Breakfast was at another warm-hearted place, The Diner, on 18th Street. I'm addicted to their over-easy eggs and corned beef hash, and, well, that's where - before things went off the track - I had my first cup of coffee.

The back story's message is simply this: Without even trying these days, you can sample an incredible smorgasbord - stewing-hen soup prepared the Salvadoran way, rockfish right off the dock in Carolina, a down-home breakfast at a wood-tabled place with the soul of the diner and the spirit of a cafe.

Harsh realities

It comes as a rude jolt in such a culinary landscape when you're confronted with the realities of having it all.

The bounty comes with a cost - E. coli, over-fishing, hormones gone wild, and, then, the sober pinch of retrenchment.

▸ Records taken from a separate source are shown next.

//! Endpoint detection — converting a live chunk stream into one bounded
//! utterance.
//!
//! ## Algorithm (per chunk)
//!
//! ```text
//! 1. Pull one fixed-duration chunk from the source (blocking)
//! 2. VAD classify → Voiced | Silent (mean |sample| vs threshold)
//! 3. Awaiting + Silent  → discard
//!    Awaiting + Voiced  → buffer the triggering chunk, start the utterance
//!    Voiced   + any     → buffer unconditionally
//! 4. Voiced chunks reset the silence clock; once accumulated post-voice
//!    silence reaches the timeout, capture is done
//! 5. Concatenate buffered chunks in capture order into one Utterance
//! ```
//!
//! The stopping rule is deliberately split from capture I/O:
//! [`EndpointDetector::feed`] is a pure state machine over chunks, and
//! [`capture_utterance`] is a thin driver over any [`ChunkSource`]. Tests
//! script chunk sequences without touching audio hardware.

use tracing::{debug, info};

use crate::{
    audio::ChunkSource,
    buffering::{chunk::AudioChunk, utterance::Utterance},
    error::{HarkError, Result},
    vad::{AmplitudeVad, VoiceActivityDetector},
};

/// Configuration for one detection session.
///
/// Threaded explicitly into the detector — there is no module-level tuning
/// state anywhere in the crate.
#[derive(Debug, Clone)]
pub struct EndpointConfig {
    /// Sample rate the detector (and its source) run at, in Hz.
    /// Default: 16000.
    pub sample_rate: u32,
    /// Duration of each captured chunk in seconds. Default: 0.1.
    pub chunk_duration_secs: f64,
    /// Mean absolute amplitude (i16 domain) at or above which a chunk is
    /// voiced. Default: 500.0.
    pub amplitude_threshold: f32,
    /// Continuous post-voice silence required to end capture, in seconds.
    /// Default: 1.0.
    pub silence_timeout_secs: f64,
    /// Hard deadline on total observed audio (voiced or not), in seconds.
    /// `None` means capture can wait for speech indefinitely — on an
    /// all-silent input the loop then never terminates, matching the
    /// historical behavior of this detector.
    pub max_utterance_secs: Option<f64>,
}

impl Default for EndpointConfig {
    fn default() -> Self {
        Self {
            sample_rate: 16_000,
            chunk_duration_secs: 0.1,
            amplitude_threshold: 500.0,
            silence_timeout_secs: 1.0,
            max_utterance_secs: None,
        }
    }
}

impl EndpointConfig {
    /// Validate all parameter constraints.
    ///
    /// # Errors
    /// Returns `HarkError::InvalidConfig` naming the offending field.
    pub fn validate(&self) -> Result<()> {
        if self.sample_rate == 0 {
            return Err(HarkError::InvalidConfig("sample_rate must be > 0".into()));
        }
        if self.chunk_duration_secs <= 0.0 {
            return Err(HarkError::InvalidConfig(
                "chunk_duration_secs must be > 0".into(),
            ));
        }
        if self.amplitude_threshold < 0.0 {
            return Err(HarkError::InvalidConfig(
                "amplitude_threshold must be >= 0".into(),
            ));
        }
        if self.silence_timeout_secs <= 0.0 {
            return Err(HarkError::InvalidConfig(
                "silence_timeout_secs must be > 0".into(),
            ));
        }
        if let Some(cap) = self.max_utterance_secs {
            if cap <= 0.0 {
                return Err(HarkError::InvalidConfig(
                    "max_utterance_secs must be > 0 when set".into(),
                ));
            }
        }
        Ok(())
    }

    /// Number of samples in one chunk at the configured rate.
    pub fn samples_per_chunk(&self) -> usize {
        ((self.sample_rate as f64 * self.chunk_duration_secs).round() as usize).max(1)
    }
}

/// Where one detection session currently stands.
#[derive(Debug, Clone, Copy, PartialEq, Eq)]
pub enum DetectorState {
    /// No chunk has crossed the threshold yet; silent chunks are discarded.
    Awaiting,
    /// Speech has begun; every chunk is buffered.
    Voiced,
    /// The stopping rule fired; no further chunks are accepted.
    Done,
}

/// The endpoint detector state machine.
///
/// Scoped to one utterance: create, `feed` chunks until `Done`, `finish`.
pub struct EndpointDetector {
    vad: Box<dyn VoiceActivityDetector>,
    silence_timeout_secs: f64,
    max_utterance_secs: Option<f64>,
    sample_rate: u32,
    state: DetectorState,
    chunks: Vec<AudioChunk>,
    /// Accumulated duration of consecutive silent chunks since the last
    /// voiced chunk.
    silence_elapsed: f64,
    /// Total duration of all chunks observed, buffered or not.
    observed_secs: f64,
}

impl EndpointDetector {
    /// Build a detector with the default amplitude VAD.
    ///
    /// # Errors
    /// Returns `HarkError::InvalidConfig` when the config fails validation.
    pub fn new(config: &EndpointConfig) -> Result<Self> {
        let vad = Box::new(AmplitudeVad::new(config.amplitude_threshold));
        Self::with_vad(config, vad)
    }

    /// Build a detector with a caller-supplied VAD implementation.
    pub fn with_vad(
        config: &EndpointConfig,
        vad: Box<dyn VoiceActivityDetector>,
    ) -> Result<Self> {
        config.validate()?;
        Ok(Self {
            vad,
            silence_timeout_secs: config.silence_timeout_secs,
            max_utterance_secs: config.max_utterance_secs,
            sample_rate: config.sample_rate,
            state: DetectorState::Awaiting,
            chunks: Vec::new(),
            silence_elapsed: 0.0,
            observed_secs: 0.0,
        })
    }

    pub fn state(&self) -> DetectorState {
        self.state
    }

    /// Observe one chunk and advance the state machine.
    ///
    /// Silence is measured chunk-quantized: the accumulated duration of
    /// consecutive silent chunks since the last voiced one. `elapsed >=
    /// timeout` reproduces the wall-clock rule, which fires during the
    /// chunk whose capture crosses the boundary.
    ///
    /// Chunks fed after `Done` are ignored.
    pub fn feed(&mut self, chunk: AudioChunk) -> DetectorState {
        if self.state == DetectorState::Done {
            return self.state;
        }

        let duration = chunk.duration_secs();
        self.observed_secs += duration;
        let voiced = self.vad.classify(&chunk).is_voiced();

        match self.state {
            DetectorState::Awaiting => {
                if voiced {
                    debug!(volume = chunk.mean_amplitude(), "speech started");
                    self.chunks.push(chunk);
                    self.state = DetectorState::Voiced;
                    self.silence_elapsed = 0.0;
                }
                // Pre-voice silence is discarded.
            }
            DetectorState::Voiced => {
                self.chunks.push(chunk);
                if voiced {
                    self.silence_elapsed = 0.0;
                } else {
                    self.silence_elapsed += duration;
                    if self.silence_elapsed >= self.silence_timeout_secs {
                        self.state = DetectorState::Done;
                    }
                }
            }
            DetectorState::Done => unreachable!("checked above"),
        }

        if self.state != DetectorState::Done {
            if let Some(cap) = self.max_utterance_secs {
                if self.observed_secs >= cap {
                    debug!(observed_secs = self.observed_secs, "capture deadline reached");
                    self.state = DetectorState::Done;
                }
            }
        }

        self.state
    }

    /// Concatenate everything buffered so far into one utterance.
    ///
    /// Empty when the detector never left `Awaiting` (possible only with a
    /// capture deadline).
    pub fn finish(mut self) -> Utterance {
        self.vad.reset();
        Utterance::from_chunks(self.sample_rate, self.chunks)
    }
}

/// Run one full detection session against a chunk source.
///
/// Blocks until the stopping rule fires, pulling one chunk per iteration.
/// The source is the exclusively-owned capture resource for the duration of
/// this call; processing per chunk is negligible next to capture latency,
/// so there is no overlap between the two.
///
/// # Errors
/// - `HarkError::InvalidConfig` before any capture starts.
/// - Any capture failure from the source, propagated unchanged; no retry.
pub fn capture_utterance<S: ChunkSource + ?Sized>(
    source: &mut S,
    config: &EndpointConfig,
) -> Result<Utterance> {
    let mut detector = EndpointDetector::new(config)?;

    loop {
        let chunk = source.next_chunk()?;
        if detector.feed(chunk) == DetectorState::Done {
            break;
        }
    }

    let utterance = detector.finish();
    info!(
        duration_secs = format_args!("{:.2}", utterance.duration_secs()),
        samples = utterance.samples.len(),
        "utterance captured"
    );
    Ok(utterance)
}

At Dave's Diner, an actual diner in Adamstown, Pa., the other day, we tried to order the sauteed spinach that was on the menu.

They still weren't serving spinach, they said, out of an abundance of caution.

What the conductor said was: "You can't drink that in the cafe car."

I thought he was joshing: "Are you joking?" I asked. I'd bought the coffee in the train station, I said.

But he wasn't. He said it was an FDA rule: You could eat outside food or drink outside drinks in the passenger seats, but not in the cafe car where there are tables to eat at.

Afterwards, I called Amtrak's corporate media office and talked to a pleasant woman named Karina Romero.

At first, she thought the rule was to discourage passengers from bringing in, say, pizza, and asking the cafe staff to heat it up in the microwave, increasing the odds of food contamination.

Then the service standards office informed her that, yes, there is an Amtrak (not FDA) policy banning outside food and beverages in food-service cars, but that a cup of coffee might be handled with a little compassion and flexibility.

A cup of deception

I craft my own solution: I buy a cup of coffee in the cafe car and tell them to hold the coffee. Then I pour my Starbucks brew into the cup: Let them pry the thing out of my cold, dead hand.

I feel better a little later, ratting out loud-talkers who've plunked an unbagged Subway sandwich on a table near me.

But Amtrak gets the last laugh: For lunch, I buy one of its soggy, chilled, plastic-entombed tuna-salad sandwiches.

The list of ingredients and additives and chemicals and preservatives runs to two inches long in agate-size type.

I ponder, clacking toward home, whether the cafe-car food has gotten safer - or just sorrier.